What to do>
Restate the records word for word, omitting nothing.

Stored data:
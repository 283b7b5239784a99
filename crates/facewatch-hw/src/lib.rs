//! facewatch-hw — camera capture for the annotation loop.
//!
//! Provides V4L2-based camera access and conversion of the negotiated
//! pixel format to RGB8 frames.

pub mod camera;
pub mod frame;

pub use camera::{Camera, CameraError, DeviceInfo, FrameSource, PixelFormat};
pub use frame::Frame;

Problem solution>
repository 283b7b5239784a99
filename crates/facewatch-hw/src/lib.rs
//! facewatch-hw — camera capture for the annotation loop.
//!
//! Provides V4L2-based camera access and conversion of the negotiated
//! pixel format to RGB8 frames.

pub mod camera;
pub mod frame;

pub use camera::{Camera, CameraError, DeviceInfo, FrameSource, PixelFormat};
pub use frame::Frame;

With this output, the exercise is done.